I also have an LG Accolade flip-phone which I paid less than $3 USD for (and picked up at my local Verizon store). When we got to Mexico I had a IUsaCell sim installed (maybe 200 pesos) and now have a IUSaCell prepaid plan into which I deposit 100 pesos/month and the residual pesos from the previous month roll over. My balance at this point is like 1500 pesos - as I only use the phone in 'emergencies'. 

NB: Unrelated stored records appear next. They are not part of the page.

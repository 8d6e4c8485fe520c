//! Batch runner: patch one rendered report per school, recording failures
//! and carrying on with the remaining documents.

use std::any::Any;
use std::collections::HashSet;
use std::panic::{self, AssertUnwindSafe};
use std::path::{Path, PathBuf};
use std::sync::Arc;

use anyhow::Context;
use chrono::{DateTime, Utc};
use docx_patch_core::{DocxPatcher, PatchError, PatchReport, SubstitutionRule};
use serde::{Deserialize, Serialize};
use tokio::sync::Semaphore;
use tokio::task::JoinSet;
use tracing::{error, info, instrument};
use uuid::Uuid;

use crate::rules::prepare_rules;

/// Failure kind recorded for a job that panicked instead of returning.
pub const PANIC_KIND: &str = "panic";

/// Jobs to run, as read from the manifest file.
#[derive(Debug, Clone, Default, Serialize, Deserialize)]
pub struct BatchManifest {
    pub jobs: Vec<JobSpec>,
}

/// One document to patch.
#[derive(Debug, Clone, Serialize, Deserialize)]
pub struct JobSpec {
    /// Label used in logs and in the summary (school id, file stem, ...)
    pub name: String,
    pub input: PathBuf,
    pub output: PathBuf,
    #[serde(default)]
    pub rules: Vec<SubstitutionRule>,
    #[serde(default)]
    pub bold_red: bool,
    #[serde(default)]
    pub literal: bool,
}

impl BatchManifest {
    /// Load a manifest. Relative job paths are resolved against the
    /// manifest's own directory.
    pub fn load(path: &Path) -> anyhow::Result<Self> {
        let raw = std::fs::read_to_string(path)
            .with_context(|| format!("Failed to read manifest {:?}", path))?;
        let mut manifest: BatchManifest = serde_json::from_str(&raw)
            .with_context(|| format!("Invalid manifest JSON in {:?}", path))?;

        if let Some(base) = path.parent() {
            for job in &mut manifest.jobs {
                job.input = base.join(&job.input);
                job.output = base.join(&job.output);
            }
        }
        Ok(manifest)
    }
}

#[derive(Debug, Clone, Serialize)]
#[serde(tag = "status", rename_all = "snake_case")]
pub enum JobOutcome {
    Patched { report: PatchReport },
    Failed { kind: String, error: String },
}

#[derive(Debug, Clone, Serialize)]
pub struct JobResult {
    pub name: String,
    #[serde(flatten)]
    pub outcome: JobOutcome,
}

impl JobResult {
    pub fn is_success(&self) -> bool {
        matches!(self.outcome, JobOutcome::Patched { .. })
    }
}

#[derive(Debug, Clone, Serialize)]
pub struct BatchSummary {
    pub run_id: String,
    pub started_at: DateTime<Utc>,
    pub finished_at: DateTime<Utc>,
    pub succeeded: usize,
    pub failed: usize,
    /// Results in manifest order
    pub jobs: Vec<JobResult>,
}

fn run_job(patcher: &DocxPatcher, job: &JobSpec) -> Result<PatchReport, PatchError> {
    let rules = prepare_rules(job.rules.clone(), job.literal, job.bold_red);
    patcher.patch_rules(&job.input, &rules, &job.output)
}

fn panic_message(payload: &(dyn Any + Send)) -> String {
    if let Some(msg) = payload.downcast_ref::<&str>() {
        msg.to_string()
    } else if let Some(msg) = payload.downcast_ref::<String>() {
        msg.clone()
    } else {
        "job panicked".to_string()
    }
}

/// Patch every job of `manifest`, at most `max_parallel` at a time.
///
/// A failing job never stops the batch; it is logged and reported in the
/// summary.
#[instrument(skip(patcher, manifest), fields(jobs = manifest.jobs.len()))]
pub async fn run_batch(
    patcher: Arc<DocxPatcher>,
    manifest: BatchManifest,
    max_parallel: usize,
) -> BatchSummary {
    run_jobs(manifest, max_parallel, move |job| run_job(&patcher, job)).await
}

async fn run_jobs<F>(manifest: BatchManifest, max_parallel: usize, job_fn: F) -> BatchSummary
where
    F: Fn(&JobSpec) -> Result<PatchReport, PatchError> + Send + Sync + 'static,
{
    let run_id = Uuid::new_v4().to_string();
    let started_at = Utc::now();
    let total = manifest.jobs.len();
    info!("Batch {} started with {} jobs", run_id, total);

    let job_fn = Arc::new(job_fn);
    let names: Vec<String> = manifest.jobs.iter().map(|j| j.name.clone()).collect();
    let semaphore = Arc::new(Semaphore::new(max_parallel.max(1)));
    let mut tasks = JoinSet::new();

    for (index, job) in manifest.jobs.into_iter().enumerate() {
        let Ok(permit) = semaphore.clone().acquire_owned().await else {
            break;
        };
        let job_fn = Arc::clone(&job_fn);
        tasks.spawn_blocking(move || {
            let _permit = permit;
            let outcome = panic::catch_unwind(AssertUnwindSafe(|| (*job_fn)(&job)));
            (index, outcome)
        });
    }

    let mut results: Vec<(usize, JobResult)> = Vec::with_capacity(total);
    while let Some(joined) = tasks.join_next().await {
        let (index, outcome) = match joined {
            Ok(done) => done,
            Err(e) => {
                error!("Batch {} lost a job: {}", run_id, e);
                continue;
            }
        };
        let name = names[index].clone();

        let outcome = match outcome {
            Ok(Ok(report)) => {
                info!("[{}] wrote {:?}", name, report.output);
                JobOutcome::Patched { report }
            }
            Ok(Err(e)) => {
                error!("[{}] failed: {}", name, e);
                JobOutcome::Failed {
                    kind: e.kind().to_string(),
                    error: e.to_string(),
                }
            }
            Err(payload) => {
                let message = panic_message(&*payload);
                error!("[{}] panicked: {}", name, message);
                JobOutcome::Failed {
                    kind: PANIC_KIND.to_string(),
                    error: message,
                }
            }
        };
        results.push((index, JobResult { name, outcome }));
    }

    // Jobs whose task never reported back still belong in the summary.
    let reported: HashSet<usize> = results.iter().map(|(index, _)| *index).collect();
    for (index, name) in names.into_iter().enumerate() {
        if !reported.contains(&index) {
            results.push((
                index,
                JobResult {
                    name,
                    outcome: JobOutcome::Failed {
                        kind: PANIC_KIND.to_string(),
                        error: "job did not complete".to_string(),
                    },
                },
            ));
        }
    }
    results.sort_by_key(|(index, _)| *index);

    let jobs: Vec<JobResult> = results.into_iter().map(|(_, r)| r).collect();
    let succeeded = jobs.iter().filter(|r| r.is_success()).count();
    let failed = total - succeeded;

    info!(
        "Batch {} finished: {} succeeded, {} failed",
        run_id, succeeded, failed
    );

    BatchSummary {
        run_id,
        started_at,
        finished_at: Utc::now(),
        succeeded,
        failed,
        jobs,
    }
}
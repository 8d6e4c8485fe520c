//! docx-report-patch: post-processing for rendered per-school reports.
//!
//! - `patch` rewrites one document with ordered find/replace rules
//! - `batch` runs a JSON manifest of documents concurrently and prints a
//!   summary; failed documents are reported and skipped

use std::sync::Arc;

use anyhow::Context;
use clap::Parser;
use docx_patch_cli::batch::{run_batch, BatchManifest};
use docx_patch_cli::config::{BatchArgs, Command, Config, PatchArgs};
use docx_patch_cli::rules::prepare_rules;
use docx_patch_core::{DocxPatcher, SubstitutionRule};
use tracing::info;
use tracing_subscriber::EnvFilter;

#[tokio::main]
async fn main() -> anyhow::Result<()> {
    // Initialize logging (stdout is reserved for JSON output)
    tracing_subscriber::fmt()
        .with_env_filter(
            EnvFilter::try_from_default_env().unwrap_or_else(|_| EnvFilter::new("info")),
        )
        .with_writer(std::io::stderr)
        .init();

    let config = Config::parse();

    let patcher = match &config.temp_dir {
        Some(dir) => DocxPatcher::new_with_base_dir(dir),
        None => DocxPatcher::new(),
    }
    .context("Failed to prepare workspace directory")?;
    info!("Workspaces under {:?}", patcher.temp_dir_path());

    match config.command {
        Command::Patch(args) => patch_one(patcher, args).await,
        Command::Batch(args) => patch_batch(patcher, args).await,
    }
}

async fn patch_one(patcher: DocxPatcher, args: PatchArgs) -> anyhow::Result<()> {
    let rules = SubstitutionRule::zip_pairs(&args.finds, &args.replacements)?;
    let rules = prepare_rules(rules, args.literal, args.bold_red);

    let input = args.input.clone();
    let output = args.output.clone();
    let report = tokio::task::spawn_blocking(move || {
        patcher.patch_rules(&args.input, &rules, &args.output)
    })
    .await?
    .with_context(|| format!("Failed to patch {:?} into {:?}", input, output))?;

    println!("{}", serde_json::to_string_pretty(&report)?);
    Ok(())
}

async fn patch_batch(patcher: DocxPatcher, args: BatchArgs) -> anyhow::Result<()> {
    let manifest = BatchManifest::load(&args.manifest)?;
    let summary = run_batch(Arc::new(patcher), manifest, args.jobs).await;

    let json = serde_json::to_string_pretty(&summary)?;
    match &args.summary {
        Some(path) => std::fs::write(path, json)
            .with_context(|| format!("Failed to write summary to {:?}", path))?,
        None => println!("{}", json),
    }

    if summary.failed > 0 {
        anyhow::bail!(
            "{} of {} documents failed",
            summary.failed,
            summary.failed + summary.succeeded
        );
    }
    Ok(())
}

I don't know - as part of my work over the years I had to have a beeper/phone. I guess I've never gotten over that feeling of being on a leash. At home I have Vonage US/Mexico. I leave Do Not Disturb ON all the time. I'll see your voice-mail transcript. I did recently notice some interesting features with Vonage (which I probably will never use). One was 'SimulRing' where you get to build a list of numbers which will ring at the same time. What was interesting to me was that you could insert Mexican AND US numbers in the list.


----------



## sparks (Jun 17, 2007)

lhpdiver said:


> I also have an LG Accolade flip-phone which I paid less than $3 USD for (and picked up at my local Verizon store). When we got to Mexico I had a IUsaCell sim installed (maybe 200 pesos) and now have a IUSaCell prepaid plan into which I deposit 100 pesos/month and the residual pesos from the previous month roll over. My balance at this point is like 1500 pesos - as I only use the phone in 'emergencies'.
> 
> .


My math says try putting 50 pesos which is good for a month on Telcel. :juggle:

20 pesos about 10 days
100 pesos 2 months I think


----------



## lhpdiver (Jul 30, 2014)

Thanks - I'll remember that - but you know, my IUsaCel service is Great ! On more than one occasion I have been with someone with a fancy phone/Telcel who can't get a signal. That's when I whip out my IUsaCel phone  As I said, I very rarely use it, but it has always worked.


----------



## sparks (Jun 17, 2007)

I live pretty far away from civilization and Telcel is the only one with Internet here. It might be IUsacel that also works here but not as strong as Telcel


----------



## Longford (May 25, 2012)

Telmex/Telcel has the infrastructure advantage throughout much of Mexico, which explains why Telcel is such a popular cellular telephone company. That and the early-entry/near monopoly in the cellular telephone business. Great brand recognition.


----------



## lhpdiver (Jul 30, 2014)

sparks said:


> My math says try putting 50 pesos which is good for a month on Telcel. :juggle:
> 
> 20 pesos about 10 days
> 100 pesos 2 months I think


Sorry - my mind must be slowing down - IUsaCell also offers 50 peso minimums but if I want the 'rollover' feature the minimum monthly charge is 100 pesos. As well - they are constantly offering me specials like 'recharge today and get triple the value'...


----------